Short answer is because it is not the way the C++ language is supposed to be used
There are good reasons for that:
namespace pollution - even if this could be mitigated because std namespace is supposed to be self coherent and programmer are not forced to use using namespace std;. But including the whole library with using namespace std; will certainly lead to a big mess...
force programmer to declare the modules that he wants to use to avoid inadvertently calling a wrong standard function because standard library is now huge and not all programmers know all modules
history: C++ has still strong inheritance from C where namespace do not exist and where the standard library is supposed to be used as any other library.
To go in your sense, Windows API is an example where you only have one big include (windows.h) that loads many other smaller include files. And in fact, precompiled headers allows that to be fast enough
So IMHO a new language deriving from C++ could decide to automatically declare the whole standard library. A new major release could also do it, but it could break code intensively using using namespace directive and having custom implementations using same names as some standard modules.
But all common languages that I know (C#, Python, Java, Ruby) require the programmer to declare the parts of the standard library that he wants to use, so I suppose that systematically making available every piece of the standard library is still more awkward than really useful for the programmer, at least until someone find how to declare the parts that should not be loaded - that's why I spoke of a new derivative from C++

Most of the C++ standard libraries are template based which means that the code they'll generate will depend ultimately in how you use them. In other words, there is very little that could be compiled before instantiate a template like std::vector<MyType> m_collection;.
Also, C++ is probably the slowest language to compile and there is a lot parsing work that compilers have to do when you #include a header file that also includes other headers.

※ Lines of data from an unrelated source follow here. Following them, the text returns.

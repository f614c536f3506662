use chrono::{DateTime, Utc};
use serde::{Deserialize, Serialize};
use thiserror::Error;

use crate::model::ids::{RoadmapId, UserId};

//
// ─── ERRORS ────────────────────────────────────────────────────────────────────
//

/// Errors that can occur during roadmap operations.
#[derive(Debug, Error, Clone, PartialEq, Eq)]
pub enum RoadmapError {
    #[error("step index {index} out of range for {len} steps")]
    StepIndexOutOfRange { index: usize, len: usize },
}

//
// ─── LEVEL & STATUS ────────────────────────────────────────────────────────────
//

/// Target proficiency level a roadmap is generated for.
#[derive(Debug, Clone, Copy, PartialEq, Eq)]
pub enum Level {
    Beginner,
    Intermediate,
    Advanced,
}

impl Level {
    #[must_use]
    pub fn as_str(self) -> &'static str {
        match self {
            Level::Beginner => "beginner",
            Level::Intermediate => "intermediate",
            Level::Advanced => "advanced",
        }
    }
}

/// Lifecycle state of a roadmap.
#[derive(Debug, Clone, Copy, PartialEq, Eq)]
pub enum RoadmapStatus {
    Active,
    Completed,
    Paused,
}

impl RoadmapStatus {
    #[must_use]
    pub fn as_str(self) -> &'static str {
        match self {
            RoadmapStatus::Active => "active",
            RoadmapStatus::Completed => "completed",
            RoadmapStatus::Paused => "paused",
        }
    }
}

//
// ─── STEP ──────────────────────────────────────────────────────────────────────
//

/// One ordered step of a learning roadmap.
#[derive(Debug, Clone, PartialEq, Eq, Serialize, Deserialize)]
pub struct Step {
    pub title: String,
    pub description: String,
    pub resources: Vec<String>,
    pub estimated_time: String,
    pub completed: bool,
    pub completed_at: Option<DateTime<Utc>>,
    /// 1-based position within the roadmap.
    pub order: u32,
}

//
// ─── ROADMAP ───────────────────────────────────────────────────────────────────
//

/// A generated learning roadmap: an ordered sequence of steps with derived
/// progress.
///
/// `progress` and `status` are derived state; callers must invoke
/// [`Roadmap::calculate_progress`] after any change to step completion and
/// persist the result. There are no hidden lifecycle hooks.
#[derive(Debug, Clone, PartialEq)]
pub struct Roadmap {
    pub id: RoadmapId,
    pub user_id: UserId,
    pub title: String,
    pub description: String,
    pub topic: String,
    pub level: Level,
    pub steps: Vec<Step>,
    /// Derived: `round(100 * completed steps / total steps)`.
    pub progress: u8,
    pub status: RoadmapStatus,
    pub estimated_duration: String,
    pub tags: Vec<String>,
    pub created_at: DateTime<Utc>,
}

impl Roadmap {
    /// Recomputes `progress` from step completion and reconciles `status`.
    ///
    /// A roadmap is `Completed` exactly when progress reaches 100; dropping
    /// back below 100 demotes it to `Active` again (a `Paused` roadmap stays
    /// paused). Returns the new progress value.
    pub fn calculate_progress(&mut self) -> u8 {
        if self.steps.is_empty() {
            self.progress = 0;
            return 0;
        }

        let completed = self.steps.iter().filter(|step| step.completed).count();
        #[allow(clippy::cast_possible_truncation, clippy::cast_sign_loss)]
        let progress = ((completed as f64 / self.steps.len() as f64) * 100.0).round() as u8;

        self.progress = progress;
        if progress == 100 {
            self.status = RoadmapStatus::Completed;
        } else if self.status == RoadmapStatus::Completed {
            self.status = RoadmapStatus::Active;
        }

        progress
    }

    /// Toggles completion of the step at `index` and recomputes progress.
    ///
    /// This is the only mutation steps support. Marking a step complete
    /// stamps `completed_at`; unmarking clears it.
    ///
    /// # Errors
    ///
    /// Returns `RoadmapError::StepIndexOutOfRange` for an invalid index.
    pub fn toggle_step(
        &mut self,
        index: usize,
        now: DateTime<Utc>,
    ) -> Result<(), RoadmapError> {
        let len = self.steps.len();
        let step = self
            .steps
            .get_mut(index)
            .ok_or(RoadmapError::StepIndexOutOfRange { index, len })?;

        step.completed = !step.completed;
        step.completed_at = step.completed.then_some(now);

        self.calculate_progress();
        Ok(())
    }
}

//
// ─── TESTS ─────────────────────────────────────────────────────────────────────
//

#[cfg(test)]
mod tests {
    use super::*;
    use crate::time::fixed_now;

    fn build_step(order: u32, completed: bool) -> Step {
        Step {
            title: format!("Step {order}"),
            description: "desc".into(),
            resources: vec!["Official documentation".into()],
            estimated_time: "1 week".into(),
            completed,
            completed_at: completed.then(fixed_now),
            order,
        }
    }

    fn build_roadmap(steps: Vec<Step>) -> Roadmap {
        Roadmap {
            id: RoadmapId::generate(),
            user_id: UserId::new("u1"),
            title: "Rust Learning Path".into(),
            description: "desc".into(),
            topic: "Rust".into(),
            level: Level::Beginner,
            steps,
            progress: 0,
            status: RoadmapStatus::Active,
            estimated_duration: "4-6 weeks".into(),
            tags: vec!["rust".into()],
            created_at: fixed_now(),
        }
    }

    #[test]
    fn progress_rounds_completed_ratio() {
        let steps = vec![
            build_step(1, true),
            build_step(2, true),
            build_step(3, true),
            build_step(4, false),
        ];
        let mut roadmap = build_roadmap(steps);

        assert_eq!(roadmap.calculate_progress(), 75);
        assert_eq!(roadmap.status, RoadmapStatus::Active);
    }

    #[test]
    fn completing_last_step_completes_roadmap() {
        let steps = vec![
            build_step(1, true),
            build_step(2, true),
            build_step(3, true),
            build_step(4, false),
        ];
        let mut roadmap = build_roadmap(steps);
        roadmap.calculate_progress();

        roadmap.toggle_step(3, fixed_now()).unwrap();

        assert_eq!(roadmap.progress, 100);
        assert_eq!(roadmap.status, RoadmapStatus::Completed);
        assert_eq!(roadmap.steps[3].completed_at, Some(fixed_now()));
    }

    #[test]
    fn untoggling_a_step_demotes_completed_status() {
        let steps = vec![build_step(1, true), build_step(2, true)];
        let mut roadmap = build_roadmap(steps);
        roadmap.calculate_progress();
        assert_eq!(roadmap.status, RoadmapStatus::Completed);

        roadmap.toggle_step(0, fixed_now()).unwrap();

        assert_eq!(roadmap.progress, 50);
        assert_eq!(roadmap.status, RoadmapStatus::Active);
        assert_eq!(roadmap.steps[0].completed_at, None);
    }

    #[test]
    fn paused_roadmap_stays_paused_below_completion() {
        let mut roadmap = build_roadmap(vec![build_step(1, false), build_step(2, true)]);
        roadmap.status = RoadmapStatus::Paused;

        roadmap.calculate_progress();
        assert_eq!(roadmap.status, RoadmapStatus::Paused);
    }

    #[test]
    fn empty_roadmap_has_zero_progress() {
        let mut roadmap = build_roadmap(Vec::new());
        assert_eq!(roadmap.calculate_progress(), 0);
    }

    #[test]
    fn toggle_rejects_out_of_range_index() {
        let mut roadmap = build_roadmap(vec![build_step(1, false)]);
        let err = roadmap.toggle_step(5, fixed_now()).unwrap_err();
        assert_eq!(err, RoadmapError::StepIndexOutOfRange { index: 5, len: 1 });
    }
}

Well, first thing first, C++ tries to adhere to "you only pay for what you use".
The standard-library is sometimes not part of what you use at all, or even of what you could use if you wanted.
Also, you can replace it if there's a reason to do so: See libstdc++ and libc++.
That means just including it all without question isn't actually such a bright idea.
Anyway, the committee are slowly plugging away at creating a module-system (It takes lots of time, hopefully it will work for C++1z: C++ Modules - why were they removed from C++0x? Will they be back later on?), and when that's done most downsides to including more of the standard-library than strictly neccessary should disappear, and the individual modules should more cleanly exclude symbols they need not contain.
Also, as those modules are pre-parsed, they should give the compilation-speed improvement you want.

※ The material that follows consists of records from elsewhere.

mod ids;
mod quiz;
mod review_item;
mod roadmap;

pub use ids::{ItemId, ParseIdError, QuizId, RoadmapId, UserId};
pub use quiz::{
    AnswerRecord, Question, QuestionDifficulty, QuizResult, calculate_percentage,
};
pub use review_item::{ItemSource, Quality, ReviewError, ReviewItem};
pub use roadmap::{Level, Roadmap, RoadmapError, RoadmapStatus, Step};
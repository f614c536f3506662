use chrono::{DateTime, Utc};
use thiserror::Error;

use crate::model::ids::{ItemId, UserId};

/// Ease factor assigned to items that have never been reviewed.
pub const DEFAULT_EASE_FACTOR: f64 = 2.5;

//
// ─── ERRORS ────────────────────────────────────────────────────────────────────
//

/// Errors that can occur while building review inputs.
#[derive(Debug, Error, Clone, PartialEq, Eq)]
pub enum ReviewError {
    #[error("invalid quality rating: {0} (expected 0-5)")]
    InvalidQuality(u8),
}

//
// ─── QUALITY ───────────────────────────────────────────────────────────────────
//

/// A 0-5 self-assessed recall rating supplied by the user after a review.
///
/// 0 is a total blackout, 5 a perfect response. Ratings of 3 and above count
/// as a pass for scheduling purposes. Constructing a `Quality` validates the
/// range, so the scheduler can assume every rating it receives is in bounds.
#[derive(Debug, Clone, Copy, PartialEq, Eq, PartialOrd, Ord)]
pub struct Quality(u8);

impl Quality {
    pub const MAX: u8 = 5;

    /// Validates a raw rating.
    ///
    /// # Errors
    ///
    /// Returns `ReviewError::InvalidQuality` if the value is not in 0-5.
    pub fn new(value: u8) -> Result<Self, ReviewError> {
        if value <= Self::MAX {
            Ok(Self(value))
        } else {
            Err(ReviewError::InvalidQuality(value))
        }
    }

    #[must_use]
    pub fn value(self) -> u8 {
        self.0
    }

    /// A rating of 3 or above counts as a successful recall.
    #[must_use]
    pub fn is_passing(self) -> bool {
        self.0 >= 3
    }
}

//
// ─── ITEM SOURCE ───────────────────────────────────────────────────────────────
//

/// Where a review item came from.
#[derive(Debug, Clone, Copy, PartialEq, Eq)]
pub enum ItemSource {
    /// Created automatically from a wrong quiz answer.
    Quiz,
    /// Added by the user directly.
    Manual,
    /// Derived from a roadmap step.
    Roadmap,
}

impl ItemSource {
    #[must_use]
    pub fn as_str(self) -> &'static str {
        match self {
            ItemSource::Quiz => "quiz",
            ItemSource::Manual => "manual",
            ItemSource::Roadmap => "roadmap",
        }
    }
}

//
// ─── REVIEW ITEM ───────────────────────────────────────────────────────────────
//

/// A single question scheduled for spaced repetition.
///
/// The scheduling fields (`ease_factor`, `interval_days`, `repetitions`,
/// `next_review`, `last_reviewed`, `review_count`, `average_quality`) are
/// mutated exclusively by `scheduler::apply_review`; everything else is fixed
/// at creation. Invariants maintained by the scheduler:
///
/// - `ease_factor` never drops below 1.3
/// - `interval_days` is always at least 1
/// - `repetitions` resets to 0 whenever a review fails (quality < 3)
/// - `average_quality` is the arithmetic mean of every rating ever submitted
#[derive(Debug, Clone, PartialEq)]
pub struct ReviewItem {
    pub id: ItemId,
    pub user_id: UserId,
    pub question: String,
    pub answer: Option<String>,
    pub topic: String,
    pub subtopic: Option<String>,

    pub ease_factor: f64,
    pub interval_days: i64,
    pub repetitions: u32,
    pub next_review: DateTime<Utc>,
    pub last_reviewed: Option<DateTime<Utc>>,
    pub review_count: u32,
    pub average_quality: f64,

    pub source: ItemSource,
    pub source_id: Option<String>,
    pub created_at: DateTime<Utc>,
}

impl ReviewItem {
    /// Creates a new item with default scheduling state, due immediately.
    #[must_use]
    pub fn new(
        user_id: UserId,
        question: impl Into<String>,
        topic: impl Into<String>,
        now: DateTime<Utc>,
    ) -> Self {
        Self {
            id: ItemId::generate(),
            user_id,
            question: question.into(),
            answer: None,
            topic: topic.into(),
            subtopic: None,
            ease_factor: DEFAULT_EASE_FACTOR,
            interval_days: 1,
            repetitions: 0,
            next_review: now,
            last_reviewed: None,
            review_count: 0,
            average_quality: 0.0,
            source: ItemSource::Manual,
            source_id: None,
            created_at: now,
        }
    }

    #[must_use]
    pub fn with_answer(mut self, answer: impl Into<String>) -> Self {
        self.answer = Some(answer.into());
        self
    }

    #[must_use]
    pub fn with_subtopic(mut self, subtopic: impl Into<String>) -> Self {
        self.subtopic = Some(subtopic.into());
        self
    }

    #[must_use]
    pub fn with_source(mut self, source: ItemSource, source_id: Option<String>) -> Self {
        self.source = source;
        self.source_id = source_id;
        self
    }

    /// Seeds the starting ease factor (quiz items seed by question difficulty).
    #[must_use]
    pub fn with_ease_factor(mut self, ease_factor: f64) -> Self {
        self.ease_factor = ease_factor;
        self
    }
}

//
// ─── TESTS ─────────────────────────────────────────────────────────────────────
//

You offer two advantages of your scheme:
Compile-time performance. But nothing in the standard prevents an implementation from doing what you suggest[*] with a very slight modification: that the pre-compiled table is only mapped in when the translation unit includes at least one standard header. From the POV of the standard, it's unnecessary to impose potential implementation burden over a QoI issue.
Convenience to programmers: under your scheme we wouldn't have to specify which headers we need. We do this in order to support C++ implementations that have chosen not to implement your idea of making the standard headers monolithic (which currently is all of them), and so from the POV of the C++ standard it's a matter of "supporting existing practice and implementation freedom at a cost to programmers considered acceptable". Which is kind of the slogan of C++, isn't it?
Since no C++ implementation (that I know of) actually does this, my suspicion is that in point of fact it does not grant the performance improvement you think it does. Microsoft provides precompiled headers (via stdafx.h) for exactly this performance reason, and yet it still doesn't give you an option for "all the standard libraries", instead it requires you to say what you want in. It would be dead easy for this or any other implementation to provide an implementation-specific header defined to have the same effect as including all standard headers. This suggests to me that at least in Microsoft's opinion there would be no great overall benefit to providing that.
If implementations were to start providing monolithic standard libraries with a demonstrable compile-time performance improvement, then we'd discuss whether or not it's a good idea for the C++ standard to continue permitting implementations that don't. As things stand, it has to.
[*] Except perhaps for the fact that <cassert> is defined to have different behaviour according to the definition of NDEBUG at the point it's included. But I think implementations could just preprocess the user's code as normal, and then map in one of two different tables according to whether it's defined.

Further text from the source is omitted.